Exercise brief: Every line from the one containing "let reporter = self.reporter.clone();" to the one containing "let surface = log.clone().map(|log|" in the records below, both included, must be set down exactly, and no other line.

------

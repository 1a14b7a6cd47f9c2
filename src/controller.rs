use std::rc::Rc;
use std::time::Duration;

use tracing::{error, info, warn};

use crate::animation_pulse::AnimationPulse;
use crate::busy_wait::busy_wait;
use crate::config::Page;
use crate::error::HarnessError;
use crate::host::Host;
use crate::long_task_observer::LongTaskObserver;
use crate::repeating::{Cycle, RepeatingTask};
use crate::stall_scheduler::StallScheduler;

/// Page controls a user can click.
#[derive(Debug, Clone, Copy, PartialEq, Eq)]
pub enum Trigger {
    InjectJank,
    StopAnimating,
}

struct Clicker {
    period: Duration,
    action: Rc<dyn Fn()>,
}

impl Cycle for Clicker {
    fn next_delay(&mut self) -> Duration {
        self.period
    }

    fn fire(&mut self, _host: &Host) {
        (self.action)();
    }
}

/// Wires page triggers to the jank generator, the animation pulse and the
/// long-task observer.
pub struct Controller {
    host: Host,
    page: Page,
    jank_ms: u64,
    scheduler: StallScheduler,
    pulse: Rc<AnimationPulse>,
    observer: LongTaskObserver,
    observer_error: Option<HarnessError>,
    initialized: bool,
}

impl Controller {
    pub fn new(
        host: &Host,
        page: Page,
        jank_ms: u64,
        scheduler: StallScheduler,
        pulse: AnimationPulse,
        observer: LongTaskObserver,
    ) -> Self {
        Self {
            host: host.clone(),
            page,
            jank_ms,
            scheduler,
            pulse: Rc::new(pulse),
            observer,
            observer_error: None,
            initialized: false,
        }
    }

    /// Page load: report missing controls and start observing.
    ///
    /// An observer that cannot start is logged once and left off; jank and
    /// animation are unaffected. Runs once; later calls do nothing.
    pub fn init(&mut self) {
        if self.initialized {
            return;
        }
        self.initialized = true;

        if !self.page.jank_button {
            warn!("no jank trigger on page, skipping");
        }
        if !self.page.stop_button {
            warn!("no stop trigger on page, skipping");
        }

        info!("make observer");
        match self.observer.start() {
            Ok(()) => info!("observe longtask"),
            Err(e) => {
                error!(error = %e, "long task observation unavailable");
                self.observer_error = Some(e);
            }
        }
    }

    pub fn observer_error(&self) -> Option<&HarnessError> {
        self.observer_error.as_ref()
    }

    pub fn is_wired(&self, trigger: Trigger) -> bool {
        match trigger {
            Trigger::InjectJank => self.page.jank_button,
            Trigger::StopAnimating => self.page.stop_button,
        }
    }

    /// Click a trigger. The action runs as its own host task. Returns false
    /// if the trigger isn't on the page.
    pub fn click(&self, trigger: Trigger) -> bool {
        let Some(action) = self.action(trigger) else {
            return false;
        };
        self.host.post_task(move || action());
        true
    }

    /// Click `trigger` once, `delay` from now.
    pub fn click_after(&self, trigger: Trigger, delay: Duration) -> bool {
        let Some(action) = self.action(trigger) else {
            return false;
        };
        self.host.set_timeout(delay, move || action());
        true
    }

    /// Click `trigger` every `period` until the returned task is dropped.
    pub fn click_every(&self, trigger: Trigger, period: Duration) -> Option<RepeatingTask> {
        let action = self.action(trigger)?;
        info!(?trigger, ?period, "scheduling repeated clicks");
        Some(RepeatingTask::spawn(&self.host, Clicker { period, action }))
    }

    fn action(&self, trigger: Trigger) -> Option<Rc<dyn Fn()>> {
        if !self.is_wired(trigger) {
            return None;
        }
        let action: Rc<dyn Fn()> = match trigger {
            Trigger::InjectJank => {
                let host = self.host.clone();
                let ms = self.jank_ms;
                Rc::new(move || {
                    info!(ms, "injecting jank");
                    busy_wait(host.clock(), ms as f64);
                })
            }
            Trigger::StopAnimating => {
                let pulse = self.pulse.clone();
                Rc::new(move || pulse.stop())
            }
        };
        Some(action)
    }

    pub fn start_jank(&mut self) {
        self.scheduler.start();
    }

    pub fn stop_jank(&mut self) {
        self.scheduler.stop();
    }

    pub fn start_animation(&self) {
        self.pulse.start();
    }

    pub fn stop_animation(&self) {
        self.pulse.stop();
    }

    pub fn stop_observing(&mut self) {
        self.observer.stop();
    }

    pub fn scheduler(&self) -> &StallScheduler {
        &self.scheduler
    }

    pub fn pulse(&self) -> &AnimationPulse {
        &self.pulse
    }

    pub fn observer(&self) -> &LongTaskObserver {
        &self.observer
    }
}
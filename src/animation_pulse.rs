use std::cell::{Cell, RefCell};
use std::rc::Rc;

use tracing::{debug, info};

use crate::host::{FrameHandle, Host};

/// Visible per-frame change made by the pulse.
pub trait FrameMutation {
    fn mutate(&mut self, timestamp: f64);
}

pub type MutationRef = Rc<RefCell<dyn FrameMutation>>;

/// Page body that grows by one `<div />` per pulse.
///
/// Gaps between the recorded timestamps are what starvation looks like.
#[derive(Debug, Default)]
pub struct Body {
    divs: Vec<f64>,
}

impl Body {
    pub fn new() -> Self {
        Self::default()
    }

    pub fn div_count(&self) -> usize {
        self.divs.len()
    }

    /// Frame timestamp at which each div was appended.
    pub fn timestamps(&self) -> &[f64] {
        &self.divs
    }

    /// Largest gap between consecutive pulses, in milliseconds.
    pub fn longest_gap(&self) -> Option<f64> {
        self.divs.windows(2).map(|w| w[1] - w[0]).reduce(f64::max)
    }
}

impl FrameMutation for Body {
    fn mutate(&mut self, timestamp: f64) {
        self.divs.push(timestamp);
    }
}

struct PulseInner {
    host: Host,
    target: MutationRef,
    handle: Cell<Option<FrameHandle>>,
    active: Cell<bool>,
}

/// Per-frame callback that re-registers itself until stopped. Dropping the
/// pulse stops it at the next frame.
pub struct AnimationPulse {
    inner: Rc<PulseInner>,
}

impl AnimationPulse {
    pub fn new(host: &Host, target: MutationRef) -> Self {
        Self {
            inner: Rc::new(PulseInner {
                host: host.clone(),
                target,
                handle: Cell::new(None),
                active: Cell::new(false),
            }),
        }
    }

    pub fn is_active(&self) -> bool {
        self.inner.active.get()
    }

    /// The currently pending frame registration, if any.
    pub fn handle(&self) -> Option<FrameHandle> {
        self.inner.handle.get()
    }

    /// Start pulsing. A pulse already running is replaced, never doubled.
    pub fn start(&self) {
        self.cancel_pending();
        self.inner.active.set(true);
        schedule(&self.inner);
        info!("animation started");
    }

    /// Stop pulsing. Safe to call when nothing is running.
    pub fn stop(&self) {
        let was_active = self.inner.active.replace(false);
        self.cancel_pending();
        if was_active {
            info!("animation stopped");
        }
    }

    fn cancel_pending(&self) {
        if let Some(handle) = self.inner.handle.take() {
            self.inner.host.cancel_animation_frame(handle);
        }
    }
}

fn schedule(inner: &Rc<PulseInner>) {
    let weak = Rc::downgrade(inner);
    let handle = inner.host.request_animation_frame(move |timestamp| {
        let Some(next) = weak.upgrade() else {
            return;
        };
        next.handle.set(None);
        next.target.borrow_mut().mutate(timestamp);
        if next.active.get() {
            schedule(&next);
        } else {
            debug!("pulse stopped mid-frame");
        }
    });
    inner.handle.set(Some(handle));
}

#[cfg(test)]
mod tests {
    use super::*;
    use crate::busy_wait::busy_wait;
    use crate::clock::VirtualClock;
    use crate::host::HostConfig;
    use std::time::Duration;

    fn pulse() -> (Host, AnimationPulse, Rc<RefCell<Body>>) {
        let host = Host::new(Rc::new(VirtualClock::new()), HostConfig::default());
        let body = Rc::new(RefCell::new(Body::new()));
        let target: MutationRef = body.clone();
        (host.clone(), AnimationPulse::new(&host, target), body)
    }

    #[test]
    fn pulses_once_per_frame() {
        let (host, pulse, body) = pulse();
        pulse.start();
        host.run_for(Duration::from_millis(1000));
        let n = body.borrow().div_count();
        assert!((58..=60).contains(&n), "{n} pulses in a second");
        assert!(pulse.handle().is_some());
    }

    #[test]
    fn stop_is_idempotent() {
        let (host, pulse, body) = pulse();
        pulse.stop();
        pulse.start();
        host.run_for(Duration::from_millis(100));
        pulse.stop();
        pulse.stop();
        assert!(pulse.handle().is_none());
        assert_eq!(host.pending_frame_callbacks(), 0);

        let n = body.borrow().div_count();
        host.run_for(Duration::from_millis(100));
        assert_eq!(body.borrow().div_count(), n);
    }

    #[test]
    fn dropped_pulse_is_freed_and_goes_quiet() {
        let (host, pulse, body) = pulse();
        pulse.start();
        host.run_for(Duration::from_millis(100));
        let inner = Rc::downgrade(&pulse.inner);
        drop(pulse);
        assert!(inner.upgrade().is_none());

        let n = body.borrow().div_count();
        host.run_for(Duration::from_millis(100));
        assert_eq!(body.borrow().div_count(), n);
        assert_eq!(host.pending_frame_callbacks(), 0);
    }

    #[test]
    fn restart_keeps_a_single_registration() {
        let (host, pulse, _body) = pulse();
        pulse.start();
        pulse.start();
        assert_eq!(host.pending_frame_callbacks(), 1);
        pulse.stop();
    }

    #[test]
    fn stall_delays_the_next_pulse_by_its_length() {
        let (host, pulse, body) = pulse();
        pulse.start();
        let h = host.clone();
        host.set_timeout(Duration::from_millis(100), move || {
            busy_wait(h.clock(), 300.0);
        });
        host.run_for(Duration::from_millis(600));
        pulse.stop();

        let gap = body.borrow().longest_gap().unwrap();
        assert!(gap >= 300.0 && gap < 300.0 + 17.0, "longest gap {gap}");
    }
}
//! Cancellable repeating timer work.
//!
//! A [`Cycle`] says how long to wait and what to do when the wait is over;
//! [`RepeatingTask`] keeps re-arming it on the host until cancelled. At most
//! one timer is pending per task.

use std::cell::{Cell, RefCell};
use std::rc::Rc;
use std::time::Duration;

use crate::host::{Host, TimerHandle};

pub trait Cycle {
    /// Delay before the next `fire`. Called once per iteration, before arming.
    fn next_delay(&mut self) -> Duration;

    fn fire(&mut self, host: &Host);
}

/// Single-threaded cancellation flag.
#[derive(Clone, Default)]
pub struct CancelToken(Rc<Cell<bool>>);

impl CancelToken {
    pub fn cancel(&self) {
        self.0.set(true);
    }

    pub fn is_cancelled(&self) -> bool {
        self.0.get()
    }
}

struct Shared {
    host: Host,
    cycle: RefCell<Box<dyn Cycle>>,
    pending: Cell<Option<TimerHandle>>,
    token: CancelToken,
}

/// Handle to a running cycle. Dropping it cancels the cycle.
pub struct RepeatingTask {
    shared: Rc<Shared>,
}

impl RepeatingTask {
    pub fn spawn(host: &Host, cycle: impl Cycle + 'static) -> Self {
        let shared = Rc::new(Shared {
            host: host.clone(),
            cycle: RefCell::new(Box::new(cycle)),
            pending: Cell::new(None),
            token: CancelToken::default(),
        });
        arm(&shared);
        Self { shared }
    }

    pub fn token(&self) -> CancelToken {
        self.shared.token.clone()
    }

    pub fn is_cancelled(&self) -> bool {
        self.shared.token.is_cancelled()
    }

    /// Cancel and clear the pending timer. Repeat calls do nothing.
    pub fn cancel(&self) {
        self.shared.token.cancel();
        if let Some(handle) = self.shared.pending.take() {
            self.shared.host.clear_timeout(handle);
        }
    }
}

impl Drop for RepeatingTask {
    fn drop(&mut self) {
        self.cancel();
    }
}

fn arm(shared: &Rc<Shared>) {
    if shared.token.is_cancelled() {
        return;
    }
    let delay = shared.cycle.borrow_mut().next_delay();
    // The timer must not own the cycle: only the handle keeps it alive.
    let weak = Rc::downgrade(shared);
    let handle = shared.host.set_timeout(delay, move || {
        let Some(next) = weak.upgrade() else {
            return;
        };
        next.pending.set(None);
        if next.token.is_cancelled() {
            return;
        }
        next.cycle.borrow_mut().fire(&next.host);
        arm(&next);
    });
    shared.pending.set(Some(handle));
}
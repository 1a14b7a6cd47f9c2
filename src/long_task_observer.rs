use tracing::{debug, info, trace};

use crate::error::Result;
use crate::host::{Host, LongTaskRecord, ObserverHandle, LONG_TASK};
use crate::reporter::Reporter;

/// Forward long-task entries from the host to a [`Reporter`].
pub struct LongTaskObserver {
    host: Host,
    reporter: Reporter,
    subscription: Option<ObserverHandle>,
}

impl LongTaskObserver {
    pub fn new(host: &Host, reporter: Reporter) -> Self {
        Self {
            host: host.clone(),
            reporter,
            subscription: None,
        }
    }

    pub fn is_active(&self) -> bool {
        self.subscription.is_some()
    }

    /// Subscribe to `longtask` entries. A second call while subscribed does
    /// nothing. Fails if the host cannot produce long-task entries.
    pub fn start(&mut self) -> Result<()> {
        if self.subscription.is_some() {
            return Ok(());
        }
        info!("observing long tasks");
        let reporter = self.reporter.clone();
        let handle = self
            .host
            .observe(&[LONG_TASK], move |batch| forward(&reporter, &batch))?;
        self.subscription = Some(handle);
        Ok(())
    }

    /// Unsubscribe. Entries not yet delivered are dropped.
    pub fn stop(&mut self) {
        if let Some(handle) = self.subscription.take() {
            handle.disconnect();
            info!("long task observation stopped");
        }
    }

    /// Forward one batch as if the host had delivered it.
    pub fn handle_batch(&self, batch: &[LongTaskRecord]) {
        forward(&self.reporter, batch);
    }
}

/// Report every `longtask` entry of `batch`, in batch order.
fn forward(reporter: &Reporter, batch: &[LongTaskRecord]) {
    trace!(entries = batch.len(), "long task batch");
    for record in batch {
        if record.is_long_task() {
            reporter.report(record);
        } else {
            debug!(entry_type = %record.entry_type, "skipping entry");
        }
    }
}
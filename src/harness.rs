use std::cell::RefCell;
use std::rc::Rc;
use std::sync::atomic::AtomicBool;
use std::time::Duration;

use tracing::info;

use crate::animation_pulse::{AnimationPulse, Body, MutationRef};
use crate::clock::Clock;
use crate::config::HarnessConfig;
use crate::controller::Controller;
use crate::host::Host;
use crate::long_task_observer::LongTaskObserver;
use crate::reporter::{EventLog, Reporter, SurfaceRef};
use crate::stall_scheduler::StallScheduler;

/// A page with everything wired up: host, jank generator, animation,
/// long-task observer and event log.
pub struct Harness {
    host: Host,
    controller: Controller,
    log: Option<Rc<RefCell<EventLog>>>,
    body: Rc<RefCell<Body>>,
    config: HarnessConfig,
    shut_down: bool,
}

impl Harness {
    pub fn new(config: HarnessConfig, clock: Rc<dyn Clock>) -> Self {
        let host = Host::new(clock, config.host.clone());

        let log = config
            .page
            .event_log
            .then(|| Rc::new(RefCell::new(EventLog::new())));
        let surface = log.clone().map(|log| log as SurfaceRef);
        let reporter = Reporter::new(surface, config.duration_unit);

        let body = Rc::new(RefCell::new(Body::new()));
        let target: MutationRef = body.clone();

        let controller = Controller::new(
            &host,
            config.page,
            config.jank_ms,
            StallScheduler::new(&host, config.stall.clone()),
            AnimationPulse::new(&host, target),
            LongTaskObserver::new(&host, reporter),
        );

        Self {
            host,
            controller,
            log,
            body,
            config,
            shut_down: false,
        }
    }

    pub fn host(&self) -> &Host {
        &self.host
    }

    pub fn controller(&self) -> &Controller {
        &self.controller
    }

    pub fn controller_mut(&mut self) -> &mut Controller {
        &mut self.controller
    }

    pub fn config(&self) -> &HarnessConfig {
        &self.config
    }

    /// Run page init, then start whatever the config says starts with it.
    pub fn start(&mut self) {
        self.controller.init();
        if self.config.jank_on_start {
            self.controller.start_jank();
        }
        if self.config.animate_on_start {
            self.controller.start_animation();
        }
    }

    pub fn run_for(&self, span: Duration) {
        self.host.run_for(span);
    }

    pub fn run_until(&self, span: Option<Duration>, stop: &AtomicBool) {
        self.host.run_until(span, stop);
    }

    /// Event log lines, newest first. Empty when the page has no log.
    pub fn log_lines(&self) -> Vec<String> {
        self.log
            .as_ref()
            .map(|log| log.borrow().lines().map(str::to_string).collect())
            .unwrap_or_default()
    }

    pub fn log_markup(&self) -> Option<String> {
        self.log.as_ref().map(|log| log.borrow().markup())
    }

    pub fn body(&self) -> std::cell::Ref<'_, Body> {
        self.body.borrow()
    }

    /// Stop everything and drop all pending host work. Also runs on drop.
    pub fn shutdown(&mut self) {
        if self.shut_down {
            return;
        }
        self.shut_down = true;
        self.controller.stop_jank();
        self.controller.stop_animation();
        self.controller.stop_observing();
        self.host.shutdown();
        info!(
            frames = self.host.frames_rendered(),
            long_tasks = self.host.long_tasks_detected(),
            "harness shut down"
        );
    }
}

impl Drop for Harness {
    fn drop(&mut self) {
        self.shutdown();
    }
}
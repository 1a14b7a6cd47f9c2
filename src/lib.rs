//! Synthetic jank generator and long-task observation harness.
//!
//! A single-threaded [`host::Host`] stands in for a page's main thread. The
//! [`stall_scheduler::StallScheduler`] blocks it at random, the
//! [`animation_pulse::AnimationPulse`] makes the starvation visible, and the
//! [`long_task_observer::LongTaskObserver`] turns every stall the host
//! detects into a line in the event log.

pub mod animation_pulse;
pub mod busy_wait;
pub mod clock;
pub mod config;
pub mod controller;
pub mod error;
pub mod harness;
pub mod host;
pub mod long_task_observer;
pub mod repeating;
pub mod reporter;
pub mod stall_scheduler;

pub use config::{DelayPreset, DurationPreset, HarnessConfig, MsRange, Page, StallConfig};
pub use error::{HarnessError, Result};
pub use harness::Harness;
pub use host::{Host, HostConfig, LongTaskRecord, LONG_TASK};
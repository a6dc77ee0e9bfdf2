//! Application state shared across handlers.

use ripple_core::ports::SnapshotRepository;
use ripple_core::{Clock, GcConfig, SnapshotCacheManager, TestDetailsService};
use ripple_db::{
    Database, PgBuildRepository, PgCachedSnapshotImageRepository, PgPlanRepository,
    PgSnapshotRepository, PgTestRepository,
};
use std::sync::Arc;

/// Application state shared across all handlers.
#[derive(Clone)]
pub struct AppState {
    pub snapshots: Arc<dyn SnapshotRepository>,
    pub snapshot_cache: Arc<SnapshotCacheManager>,
    pub test_details: Arc<TestDetailsService>,
}

impl AppState {
    pub fn new(
        snapshots: Arc<dyn SnapshotRepository>,
        snapshot_cache: Arc<SnapshotCacheManager>,
        test_details: Arc<TestDetailsService>,
    ) -> Self {
        Self {
            snapshots,
            snapshot_cache,
            test_details,
        }
    }

    /// Wire every service to PostgreSQL repositories sharing one pool.
    pub fn from_database(db: &Database, clock: Arc<dyn Clock>, gc: GcConfig) -> Self {
        let pool = db.pool().clone();
        let snapshots = Arc::new(PgSnapshotRepository::new(pool.clone()));

        let snapshot_cache = SnapshotCacheManager::new(
            Arc::new(PgPlanRepository::new(pool.clone())),
            snapshots.clone(),
            Arc::new(PgCachedSnapshotImageRepository::new(pool.clone())),
            clock,
            gc,
        );
        let test_details = TestDetailsService::new(
            Arc::new(PgTestRepository::new(pool.clone())),
            Arc::new(PgBuildRepository::new(pool)),
        );

        Self::new(snapshots, Arc::new(snapshot_cache), Arc::new(test_details))
    }
}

------

Written reply:
        let reporter = self.reporter.clone();
        let handle = self
            .host
            .observe(&[LONG_TASK], move |batch| forward(&reporter, &batch))?;
        self.subscription = Some(handle);
        Ok(())
    }

    /// Unsubscribe. Entries not yet delivered are dropped.
    pub fn stop(&mut self) {
        if let Some(handle) = self.subscription.take() {
            handle.disconnect();
            info!("long task observation stopped");
        }
    }

    /// Forward one batch as if the host had delivered it.
    pub fn handle_batch(&self, batch: &[LongTaskRecord]) {
        forward(&self.reporter, batch);
    }
}

/// Report every `longtask` entry of `batch`, in batch order.
fn forward(reporter: &Reporter, batch: &[LongTaskRecord]) {
    trace!(entries = batch.len(), "long task batch");
    for record in batch {
        if record.is_long_task() {
            reporter.report(record);
        } else {
            debug!(entry_type = %record.entry_type, "skipping entry");
        }
    }
}
filename src/harness.rs
use std::cell::RefCell;
use std::rc::Rc;
use std::sync::atomic::AtomicBool;
use std::time::Duration;

use tracing::info;

use crate::animation_pulse::{AnimationPulse, Body, MutationRef};
use crate::clock::Clock;
use crate::config::HarnessConfig;
use crate::controller::Controller;
use crate::host::Host;
use crate::long_task_observer::LongTaskObserver;
use crate::reporter::{EventLog, Reporter, SurfaceRef};
use crate::stall_scheduler::StallScheduler;

/// A page with everything wired up: host, jank generator, animation,
/// long-task observer and event log.
pub struct Harness {
    host: Host,
    controller: Controller,
    log: Option<Rc<RefCell<EventLog>>>,
    body: Rc<RefCell<Body>>,
    config: HarnessConfig,
    shut_down: bool,
}

impl Harness {
    pub fn new(config: HarnessConfig, clock: Rc<dyn Clock>) -> Self {
        let host = Host::new(clock, config.host.clone());

        let log = config
            .page
            .event_log
            .then(|| Rc::new(RefCell::new(EventLog::new())));
        let surface = log.clone().map(|log| log as SurfaceRef);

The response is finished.